The company may sell the division to a private equity firm, another firm in the industry or a blank-cheque company, the Wall Street Journal reported.
A blank-cheque company is one at an early stage of development whose business plan is often to engage in a merger or acquisition.
Watson Health has annual revenues of about $1 billion (£720m) and is not profitable, the WSJ said, citing unnamed people familiar with the matter.
Healthcare analytics
The division, which uses artificial intelligence to manage healthcare data and derive useful insights from it, was one of IBM’s highest-profile ventures under previous chief executive Ginny Rometty.
It has been bolstered in recent years by billions of dollars in acqusitions, including Merge Healthcare, which analyses mammograms and MRIs, Phytel, which works with patient communications, and Truven Health Analytics, which analyses complex healthcare data, but critics said the brands never came together into a cohesive whole.
The unit’s revenue growth has also been sluggish, reportedly in part due to physicians’ reluctance to adopt artificial intelligence. It has lost key executives in recent years and IBM laid off staff in 2020.
IBM has been looking to refocus on areas with higher profitability, such as cloud computing, and as part of that plan last year appointed as its new chief executive Arvind Krishna, formerly head of its cloud and cognitive software division.
In October, IBM said it would spin off its managed information technology services division into a separate, publicly traded company, in its biggest-ever business exit, as part of the strategy.
Cloud shift
The managed IT services unit, which accounts for about one-quarter of IBM’s sales and staff, has seen its business affected by companies’ shift to cloud computing, which has benefited rivals such as Microsoft and Amazon.
Te spinoff is scheduled to be completed by 2021.
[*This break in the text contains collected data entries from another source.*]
//! Error types for gauge rendering.
//!
//! Rendering itself never fails: these errors surface from the fallible
//! helpers (asset loading, catalog parsing, PNG export) and are logged when a
//! render degrades a visual layer instead of aborting.

use std::io;
use std::path::PathBuf;
use thiserror::Error;

/// Convenience alias used across the crate.
pub type Result<T> = std::result::Result<T, GaugeError>;

/// Top-level error for the crate.
#[derive(Error, Debug)]
pub enum GaugeError {
    /// A panel, needle or hub asset could not be loaded.
    #[error("Asset error: {0}")]
    Asset(#[from] AssetError),

    /// The label font could not be parsed.
    #[error("Font error: {0}")]
    Font(String),

    /// The range/color tables do not line up.
    #[error("Range error: {0}")]
    Range(#[from] RangeError),

    /// A face could not be resolved from the catalog.
    #[error("Catalog error: {0}")]
    Catalog(String),

    /// A caller supplied an argument outside its valid domain.
    #[error("Invalid argument: {0}")]
    InvalidArgument(String),

    /// I/O error while reading or writing files.
    #[error("I/O error: {0}")]
    Io(#[from] io::Error),

    /// PNG encoding error.
    #[error("Image error: {0}")]
    Image(#[from] image::ImageError),

    /// JSON parse error for face catalogs.
    #[error("JSON error: {0}")]
    Json(#[from] serde_json::Error),
}

/// Asset load failures.
///
/// Kept `Clone` so that the cache can hand the same failed load to every
/// render that asks for the asset.
#[derive(Error, Debug, Clone, PartialEq)]
pub enum AssetError {
    #[error("cannot read asset {path:?}: {message}")]
    Io { path: PathBuf, message: String },

    #[error("cannot decode asset {path:?}: {message}")]
    Decode { path: PathBuf, message: String },

    #[error("unsupported asset type {path:?}")]
    Unsupported { path: PathBuf },
}

/// Malformed range tables.
#[derive(Error, Debug, Clone, PartialEq)]
pub enum RangeError {
    /// A segment needs a color index that the color table does not have.
    #[error("range segment needs color #{index} but only {available} colors were given")]
    MissingColor { index: usize, available: usize },
}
IBM’s acquisition of Red Hat for about $34bn in 2018 was a key part of its cloud strategy, and it appointed Red Hat chief executive Jim Whitehurst as corporate president, the first time in decades it has given an executive the title.
Following the spinoff of its managed infrastructure business IBM has said it is aiming for sustainable single-digit revenue growth, following more than two dozen quarters of falling sales over the past decade.